PROBLEM TO WORK ON >> May I have, exactly as written, the line containing "it has to be." and every line after it through the end of the listing below, and nothing else?
PROVIDED RECORDS: Begin
//! OAuth-style request signing.
//!
//! The server verifies a request by recomputing an HMAC-SHA1 over the
//! form-urlencoded full request URL, keyed by the MD5 hex digest of the
//! session secret. The raw secret never leaves the client.

use base64::prelude::BASE64_STANDARD;
use base64::Engine;
use hmac::{Hmac, Mac};
use md5::{Digest, Md5};
use sha1::Sha1;

use crate::api::ApiError;

pub const OAUTH_NONCE: &str = "oauth_nonce";
pub const OAUTH_CONSUMER_KEY: &str = "oauth_consumer_key";
pub const OAUTH_SIGNATURE_METHOD: &str = "oauth_signature_method";
pub const OAUTH_TIMESTAMP: &str = "oauth_timestamp";
pub const OAUTH_VERSION: &str = "oauth_version";

pub const SIGNATURE_METHOD: &str = "HMAC-SHA1";
pub const VERSION: &str = "1.0";

/// Hex encoded MD5 digest of a session secret.
pub fn hash_secret(secret: &str) -> String {
    hex::encode(Md5::digest(secret.as_bytes()))
}

/// Form-urlencode a string the way `application/x-www-form-urlencoded` does.
fn form_encode(value: &str) -> String {
    form_urlencoded::byte_serialize(value.as_bytes()).collect()
}

/// Base64 encoded HMAC-SHA1 of the encoded `full_url`, keyed by `secret_hash`.
pub fn sign(full_url: &str, secret_hash: &str) -> Result<String, ApiError> {
    let mut mac = Hmac::<Sha1>::new_from_slice(secret_hash.as_bytes())
        .map_err(|e| ApiError::Signing(e.to_string()))?;
    mac.update(form_encode(full_url).as_bytes());

    Ok(BASE64_STANDARD.encode(mac.finalize().into_bytes()))
}

/// Value of the `Authorization` header for a signed request.
pub fn authorization_header(full_url: &str, key: &str, secret_hash: &str) -> Result<String, ApiError> {
    let signature = sign(full_url, secret_hash)?;
    Ok(format!(
        "OAuth,{}=\"{}\",oauth_signature=\"{}\"",
        OAUTH_CONSUMER_KEY,
        key,
        form_encode(&signature)
    ))
}

/// The five OAuth query parameters injected into every signed request.
pub fn oauth_params(key: &str, nonce: u32, timestamp: i64) -> [(&'static str, String); 5] {
    [
        (OAUTH_NONCE, nonce.to_string()),
        (OAUTH_CONSUMER_KEY, key.to_string()),
        (OAUTH_SIGNATURE_METHOD, SIGNATURE_METHOD.to_string()),
        (OAUTH_TIMESTAMP, timestamp.to_string()),
        (OAUTH_VERSION, VERSION.to_string()),
    ]
}
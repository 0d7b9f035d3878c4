//! Signed HTTP calls against the Semantria API.
//!
//! A call is described once by an immutable [`SignedRequest`], executed by
//! the [`HttpExecutor`], and comes back as a [`RequestOutcome`]. The
//! executor never fails: transport problems surface as status `0`.
//!
//! [`ApiClient`] layers a session's signing key, the API host and
//! status-to-error mapping on top of that.

pub mod client;
pub mod error;
pub mod executor;
pub mod request;

pub use client::ApiClient;
pub use error::ApiError;
pub use executor::{HttpExecutor, TlsPolicy};
pub use request::{RequestOutcome, SignedRequest};
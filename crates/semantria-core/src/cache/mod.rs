//! Local caching of the session id.
//!
//! This module provides the `SessionCache`, which remembers the last session
//! id issued for a username so the next run can validate it instead of
//! sending the password again. The cache is an optimization only; losing
//! it costs one extra round trip.

pub mod manager;

pub use manager::SessionCache;
//! Authentication module for managing user sessions and credentials.
//!
//! This module provides:
//! - `signature`: OAuth-style HMAC-SHA1 request signing
//! - `Credentials`: username/password pair and its login payload
//! - `Session`: the id and signing key/secret issued by the auth server
//! - `AuthService`: session creation and reuse through the session cache
//!
//! A cached session id is validated with a GET before falling back to a
//! fresh login, so the password is only sent when it has to be.

pub mod credentials;
pub mod manager;
pub mod session;
pub mod signature;

pub use credentials::Credentials;
pub use manager::{AuthError, AuthService, SessionAttempt};
pub use session::Session;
PROVIDED RECORDS: End
SOLUTION BELOW >>
//! fresh login, so the password is only sent when it has to be.

pub mod credentials;
pub mod manager;
pub mod session;
pub mod signature;

pub use credentials::Credentials;
pub use manager::{AuthError, AuthService, SessionAttempt};
pub use session::Session;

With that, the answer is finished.